(Supplied material)

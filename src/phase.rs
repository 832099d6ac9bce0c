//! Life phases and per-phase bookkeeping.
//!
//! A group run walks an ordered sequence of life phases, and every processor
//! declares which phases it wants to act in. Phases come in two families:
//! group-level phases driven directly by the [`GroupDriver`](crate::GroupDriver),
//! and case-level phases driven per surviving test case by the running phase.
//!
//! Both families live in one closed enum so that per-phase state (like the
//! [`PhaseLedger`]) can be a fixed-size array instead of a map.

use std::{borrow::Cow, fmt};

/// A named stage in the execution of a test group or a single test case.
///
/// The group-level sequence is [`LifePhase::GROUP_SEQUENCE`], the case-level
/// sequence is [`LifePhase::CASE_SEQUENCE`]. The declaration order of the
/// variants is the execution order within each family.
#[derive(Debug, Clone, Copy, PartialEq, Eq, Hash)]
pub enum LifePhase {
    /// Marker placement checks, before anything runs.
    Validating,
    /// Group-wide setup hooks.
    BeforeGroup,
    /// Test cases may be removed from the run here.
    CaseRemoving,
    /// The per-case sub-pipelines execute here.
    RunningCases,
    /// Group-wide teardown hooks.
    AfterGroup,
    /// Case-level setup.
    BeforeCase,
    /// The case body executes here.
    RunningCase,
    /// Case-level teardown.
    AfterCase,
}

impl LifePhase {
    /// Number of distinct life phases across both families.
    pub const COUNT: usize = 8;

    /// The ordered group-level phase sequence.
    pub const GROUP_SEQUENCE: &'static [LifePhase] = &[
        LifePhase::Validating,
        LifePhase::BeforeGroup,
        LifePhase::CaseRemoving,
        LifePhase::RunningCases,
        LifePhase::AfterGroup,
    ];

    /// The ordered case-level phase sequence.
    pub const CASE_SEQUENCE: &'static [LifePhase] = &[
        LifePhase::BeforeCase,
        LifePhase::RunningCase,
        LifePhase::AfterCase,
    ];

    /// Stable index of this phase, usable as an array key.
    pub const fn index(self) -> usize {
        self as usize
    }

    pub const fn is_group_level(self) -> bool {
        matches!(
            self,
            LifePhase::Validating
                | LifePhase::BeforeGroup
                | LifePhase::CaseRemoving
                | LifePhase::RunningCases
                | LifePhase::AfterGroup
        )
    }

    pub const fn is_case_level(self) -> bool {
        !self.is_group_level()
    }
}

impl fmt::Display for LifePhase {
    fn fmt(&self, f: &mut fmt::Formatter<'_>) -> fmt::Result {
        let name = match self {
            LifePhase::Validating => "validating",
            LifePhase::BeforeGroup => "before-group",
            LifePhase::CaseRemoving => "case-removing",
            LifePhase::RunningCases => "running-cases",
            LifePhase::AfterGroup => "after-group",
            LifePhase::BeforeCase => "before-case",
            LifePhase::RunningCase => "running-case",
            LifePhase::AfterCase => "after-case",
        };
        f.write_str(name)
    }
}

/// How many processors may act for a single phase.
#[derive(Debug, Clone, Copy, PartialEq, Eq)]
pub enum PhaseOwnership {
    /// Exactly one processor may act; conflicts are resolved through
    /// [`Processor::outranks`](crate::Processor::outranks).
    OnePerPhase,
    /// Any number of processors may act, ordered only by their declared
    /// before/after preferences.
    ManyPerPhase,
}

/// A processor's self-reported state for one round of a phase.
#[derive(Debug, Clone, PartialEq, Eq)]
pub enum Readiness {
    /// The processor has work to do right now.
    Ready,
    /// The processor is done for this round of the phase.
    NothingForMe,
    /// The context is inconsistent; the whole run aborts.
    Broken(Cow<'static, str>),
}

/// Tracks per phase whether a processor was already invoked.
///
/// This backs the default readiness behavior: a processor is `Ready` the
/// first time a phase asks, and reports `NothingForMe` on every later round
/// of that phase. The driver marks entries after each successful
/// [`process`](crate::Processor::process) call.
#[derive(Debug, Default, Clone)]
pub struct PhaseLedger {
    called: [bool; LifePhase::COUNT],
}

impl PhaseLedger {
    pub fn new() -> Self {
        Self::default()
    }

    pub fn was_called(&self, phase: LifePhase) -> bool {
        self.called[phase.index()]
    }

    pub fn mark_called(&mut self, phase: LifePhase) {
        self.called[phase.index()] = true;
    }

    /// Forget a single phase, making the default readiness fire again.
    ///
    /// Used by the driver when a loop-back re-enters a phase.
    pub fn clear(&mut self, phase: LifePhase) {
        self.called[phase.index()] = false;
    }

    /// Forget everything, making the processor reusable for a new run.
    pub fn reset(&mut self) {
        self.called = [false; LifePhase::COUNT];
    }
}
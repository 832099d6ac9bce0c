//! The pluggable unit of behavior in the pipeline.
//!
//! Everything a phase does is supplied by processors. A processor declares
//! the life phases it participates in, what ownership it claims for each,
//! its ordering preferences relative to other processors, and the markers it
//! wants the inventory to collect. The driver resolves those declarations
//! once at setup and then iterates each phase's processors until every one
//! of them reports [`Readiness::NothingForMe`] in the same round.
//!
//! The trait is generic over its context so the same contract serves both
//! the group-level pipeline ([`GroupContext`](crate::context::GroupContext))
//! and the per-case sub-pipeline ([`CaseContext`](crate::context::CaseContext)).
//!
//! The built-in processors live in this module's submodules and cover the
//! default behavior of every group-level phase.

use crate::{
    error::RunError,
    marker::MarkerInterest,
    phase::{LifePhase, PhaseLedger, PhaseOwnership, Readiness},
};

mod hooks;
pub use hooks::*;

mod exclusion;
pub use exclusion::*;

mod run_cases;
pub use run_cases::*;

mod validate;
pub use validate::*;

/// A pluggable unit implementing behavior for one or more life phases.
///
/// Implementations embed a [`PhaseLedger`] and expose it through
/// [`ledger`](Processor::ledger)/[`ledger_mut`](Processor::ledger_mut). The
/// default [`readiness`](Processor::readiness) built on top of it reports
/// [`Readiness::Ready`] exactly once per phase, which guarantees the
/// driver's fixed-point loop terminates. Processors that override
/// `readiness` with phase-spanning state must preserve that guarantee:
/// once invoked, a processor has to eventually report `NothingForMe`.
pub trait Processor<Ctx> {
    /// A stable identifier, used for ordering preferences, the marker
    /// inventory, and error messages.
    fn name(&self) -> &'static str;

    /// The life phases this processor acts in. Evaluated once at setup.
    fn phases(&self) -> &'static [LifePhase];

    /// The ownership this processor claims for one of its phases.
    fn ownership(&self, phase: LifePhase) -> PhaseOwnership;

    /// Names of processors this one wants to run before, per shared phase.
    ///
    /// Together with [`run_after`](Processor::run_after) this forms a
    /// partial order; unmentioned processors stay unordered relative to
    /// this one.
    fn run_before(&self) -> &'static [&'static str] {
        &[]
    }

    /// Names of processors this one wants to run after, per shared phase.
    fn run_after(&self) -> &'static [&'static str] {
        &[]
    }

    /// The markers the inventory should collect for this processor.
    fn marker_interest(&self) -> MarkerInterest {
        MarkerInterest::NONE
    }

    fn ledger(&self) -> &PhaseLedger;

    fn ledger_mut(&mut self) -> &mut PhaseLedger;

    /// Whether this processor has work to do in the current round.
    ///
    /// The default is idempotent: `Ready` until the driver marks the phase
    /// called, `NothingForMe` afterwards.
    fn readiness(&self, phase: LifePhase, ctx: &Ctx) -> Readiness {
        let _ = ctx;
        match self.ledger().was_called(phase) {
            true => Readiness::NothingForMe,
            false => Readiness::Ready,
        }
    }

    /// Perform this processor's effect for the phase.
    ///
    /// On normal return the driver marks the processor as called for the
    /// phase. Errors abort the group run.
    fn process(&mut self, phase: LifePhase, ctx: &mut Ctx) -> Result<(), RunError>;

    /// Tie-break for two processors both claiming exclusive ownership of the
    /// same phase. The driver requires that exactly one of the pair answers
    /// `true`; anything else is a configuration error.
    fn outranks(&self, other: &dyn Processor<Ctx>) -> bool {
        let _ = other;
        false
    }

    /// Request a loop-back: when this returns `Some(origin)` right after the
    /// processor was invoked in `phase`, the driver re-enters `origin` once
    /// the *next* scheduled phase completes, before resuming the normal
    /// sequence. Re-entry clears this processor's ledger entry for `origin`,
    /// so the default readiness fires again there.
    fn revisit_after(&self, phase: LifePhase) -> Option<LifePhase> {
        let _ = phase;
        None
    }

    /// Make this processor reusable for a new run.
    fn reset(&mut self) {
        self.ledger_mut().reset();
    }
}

(End Supplied material)
(Supplied material)

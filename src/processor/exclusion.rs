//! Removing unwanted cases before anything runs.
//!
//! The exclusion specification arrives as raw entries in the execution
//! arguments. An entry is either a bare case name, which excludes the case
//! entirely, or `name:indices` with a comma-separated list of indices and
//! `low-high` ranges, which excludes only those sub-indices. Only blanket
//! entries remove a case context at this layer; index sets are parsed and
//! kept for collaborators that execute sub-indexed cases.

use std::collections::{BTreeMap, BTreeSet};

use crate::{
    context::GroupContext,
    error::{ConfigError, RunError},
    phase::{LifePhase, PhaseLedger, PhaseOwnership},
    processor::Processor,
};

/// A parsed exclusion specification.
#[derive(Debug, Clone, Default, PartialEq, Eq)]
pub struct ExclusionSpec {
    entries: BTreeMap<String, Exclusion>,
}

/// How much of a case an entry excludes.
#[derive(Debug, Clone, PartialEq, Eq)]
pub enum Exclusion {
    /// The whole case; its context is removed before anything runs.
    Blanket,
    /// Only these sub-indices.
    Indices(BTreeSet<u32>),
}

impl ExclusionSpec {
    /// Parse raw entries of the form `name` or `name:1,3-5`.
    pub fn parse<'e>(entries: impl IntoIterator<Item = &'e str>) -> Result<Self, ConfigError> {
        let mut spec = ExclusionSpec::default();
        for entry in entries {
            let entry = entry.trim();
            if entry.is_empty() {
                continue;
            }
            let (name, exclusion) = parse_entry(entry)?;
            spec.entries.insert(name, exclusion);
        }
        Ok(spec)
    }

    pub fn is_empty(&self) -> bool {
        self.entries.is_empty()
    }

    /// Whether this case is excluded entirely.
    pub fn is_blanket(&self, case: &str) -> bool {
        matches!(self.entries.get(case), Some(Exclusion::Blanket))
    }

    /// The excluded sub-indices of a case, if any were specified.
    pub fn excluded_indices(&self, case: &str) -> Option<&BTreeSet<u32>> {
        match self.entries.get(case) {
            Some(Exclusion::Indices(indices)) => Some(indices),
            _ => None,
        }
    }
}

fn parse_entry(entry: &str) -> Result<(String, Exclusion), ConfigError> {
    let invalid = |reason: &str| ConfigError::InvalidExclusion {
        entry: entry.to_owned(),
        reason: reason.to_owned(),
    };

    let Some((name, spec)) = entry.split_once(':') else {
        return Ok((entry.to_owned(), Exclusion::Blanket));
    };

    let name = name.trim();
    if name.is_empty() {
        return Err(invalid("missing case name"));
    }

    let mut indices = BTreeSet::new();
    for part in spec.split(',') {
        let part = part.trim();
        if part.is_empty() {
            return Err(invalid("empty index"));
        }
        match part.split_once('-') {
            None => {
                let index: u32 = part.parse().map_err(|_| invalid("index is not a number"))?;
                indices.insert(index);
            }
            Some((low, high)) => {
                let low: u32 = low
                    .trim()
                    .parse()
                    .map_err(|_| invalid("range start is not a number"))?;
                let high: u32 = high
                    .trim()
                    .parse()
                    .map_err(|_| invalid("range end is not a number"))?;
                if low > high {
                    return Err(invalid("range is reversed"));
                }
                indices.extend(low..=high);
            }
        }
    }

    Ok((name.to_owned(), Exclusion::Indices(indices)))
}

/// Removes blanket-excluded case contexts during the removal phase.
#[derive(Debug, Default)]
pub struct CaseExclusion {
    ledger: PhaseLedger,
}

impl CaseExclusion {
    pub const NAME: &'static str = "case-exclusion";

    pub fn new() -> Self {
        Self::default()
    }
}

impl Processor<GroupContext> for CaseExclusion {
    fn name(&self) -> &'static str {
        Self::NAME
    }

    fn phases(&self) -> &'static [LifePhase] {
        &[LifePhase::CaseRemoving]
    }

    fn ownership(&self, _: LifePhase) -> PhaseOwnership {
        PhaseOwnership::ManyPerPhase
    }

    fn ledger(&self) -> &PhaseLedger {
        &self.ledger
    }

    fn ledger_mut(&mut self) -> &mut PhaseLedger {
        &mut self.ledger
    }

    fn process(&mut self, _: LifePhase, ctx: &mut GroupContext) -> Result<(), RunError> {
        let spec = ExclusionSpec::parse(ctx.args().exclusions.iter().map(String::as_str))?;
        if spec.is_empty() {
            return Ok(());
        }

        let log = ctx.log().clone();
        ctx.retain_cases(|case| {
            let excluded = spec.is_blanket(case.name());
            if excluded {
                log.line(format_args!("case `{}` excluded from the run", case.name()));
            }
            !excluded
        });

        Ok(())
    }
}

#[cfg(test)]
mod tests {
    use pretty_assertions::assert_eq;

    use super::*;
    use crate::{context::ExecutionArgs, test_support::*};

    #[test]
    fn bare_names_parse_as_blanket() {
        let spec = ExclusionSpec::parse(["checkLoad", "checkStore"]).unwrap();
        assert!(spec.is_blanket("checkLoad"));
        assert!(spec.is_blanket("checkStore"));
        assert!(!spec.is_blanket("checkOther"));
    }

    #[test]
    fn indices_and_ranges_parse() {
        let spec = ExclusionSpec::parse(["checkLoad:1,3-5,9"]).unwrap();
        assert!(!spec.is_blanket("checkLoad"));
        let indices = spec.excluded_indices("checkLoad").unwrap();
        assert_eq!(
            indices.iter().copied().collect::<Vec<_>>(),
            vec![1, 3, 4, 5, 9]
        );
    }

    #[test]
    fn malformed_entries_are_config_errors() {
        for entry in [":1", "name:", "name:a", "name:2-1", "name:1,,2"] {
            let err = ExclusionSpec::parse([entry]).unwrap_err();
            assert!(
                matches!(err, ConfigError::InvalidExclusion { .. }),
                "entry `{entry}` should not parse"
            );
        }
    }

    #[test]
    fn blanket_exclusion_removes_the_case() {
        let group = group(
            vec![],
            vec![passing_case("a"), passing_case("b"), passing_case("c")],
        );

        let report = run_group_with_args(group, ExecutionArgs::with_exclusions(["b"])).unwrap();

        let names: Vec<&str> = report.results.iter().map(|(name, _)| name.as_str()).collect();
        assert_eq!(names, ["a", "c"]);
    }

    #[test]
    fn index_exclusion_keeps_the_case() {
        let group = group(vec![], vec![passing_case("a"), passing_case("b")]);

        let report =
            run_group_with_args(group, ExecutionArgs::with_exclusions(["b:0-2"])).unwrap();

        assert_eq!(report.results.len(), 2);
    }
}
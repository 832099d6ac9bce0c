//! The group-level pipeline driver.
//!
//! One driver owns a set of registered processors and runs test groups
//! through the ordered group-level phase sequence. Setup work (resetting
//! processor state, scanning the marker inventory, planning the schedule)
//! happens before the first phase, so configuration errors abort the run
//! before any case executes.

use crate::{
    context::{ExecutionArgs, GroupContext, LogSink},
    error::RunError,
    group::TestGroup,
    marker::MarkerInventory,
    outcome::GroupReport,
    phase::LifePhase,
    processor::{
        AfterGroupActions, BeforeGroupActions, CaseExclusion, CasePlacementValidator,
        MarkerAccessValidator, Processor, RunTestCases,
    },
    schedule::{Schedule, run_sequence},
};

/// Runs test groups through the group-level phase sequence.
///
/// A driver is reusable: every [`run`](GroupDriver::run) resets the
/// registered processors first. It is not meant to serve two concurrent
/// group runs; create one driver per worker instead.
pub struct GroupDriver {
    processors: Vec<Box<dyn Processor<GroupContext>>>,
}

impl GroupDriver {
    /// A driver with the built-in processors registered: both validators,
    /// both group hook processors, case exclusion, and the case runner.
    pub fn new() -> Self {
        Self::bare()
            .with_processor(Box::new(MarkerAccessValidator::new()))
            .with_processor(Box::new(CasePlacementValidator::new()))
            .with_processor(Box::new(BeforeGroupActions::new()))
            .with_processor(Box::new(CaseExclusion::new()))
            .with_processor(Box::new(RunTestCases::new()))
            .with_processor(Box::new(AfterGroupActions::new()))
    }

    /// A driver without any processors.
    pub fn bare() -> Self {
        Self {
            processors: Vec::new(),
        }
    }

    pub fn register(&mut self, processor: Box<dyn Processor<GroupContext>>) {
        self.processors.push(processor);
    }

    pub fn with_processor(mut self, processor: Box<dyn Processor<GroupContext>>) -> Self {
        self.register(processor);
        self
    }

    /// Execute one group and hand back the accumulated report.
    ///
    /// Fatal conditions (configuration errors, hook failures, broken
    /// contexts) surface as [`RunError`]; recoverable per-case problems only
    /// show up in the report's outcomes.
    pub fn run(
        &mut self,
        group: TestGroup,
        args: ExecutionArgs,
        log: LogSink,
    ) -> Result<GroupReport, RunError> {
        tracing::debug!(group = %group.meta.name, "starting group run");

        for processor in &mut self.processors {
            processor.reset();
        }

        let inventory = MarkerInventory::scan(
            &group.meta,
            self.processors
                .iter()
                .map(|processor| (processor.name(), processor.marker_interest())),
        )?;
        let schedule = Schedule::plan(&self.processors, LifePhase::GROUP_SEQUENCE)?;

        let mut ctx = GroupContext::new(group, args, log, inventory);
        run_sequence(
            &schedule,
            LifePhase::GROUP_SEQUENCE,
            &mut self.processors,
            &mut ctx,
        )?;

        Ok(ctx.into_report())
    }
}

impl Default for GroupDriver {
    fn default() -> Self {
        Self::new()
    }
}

(End Supplied material)

### Your assignment:
The range runs from the line with "of indices and" up to and including the line with "an entry excludes." in the listing above; please write out exactly those lines and nothing more.

### Solution to this problem:
//! entirely, or `name:indices` with a comma-separated list of indices and
//! `low-high` ranges, which excludes only those sub-indices. Only blanket
//! entries remove a case context at this layer; index sets are parsed and
//! kept for collaborators that execute sub-indexed cases.

use std::collections::{BTreeMap, BTreeSet};

use crate::{
    context::GroupContext,
    error::{ConfigError, RunError},
    phase::{LifePhase, PhaseLedger, PhaseOwnership},
    processor::Processor,
};

/// A parsed exclusion specification.
#[derive(Debug, Clone, Default, PartialEq, Eq)]
pub struct ExclusionSpec {
    entries: BTreeMap<String, Exclusion>,
}

/// How much of a case an entry excludes.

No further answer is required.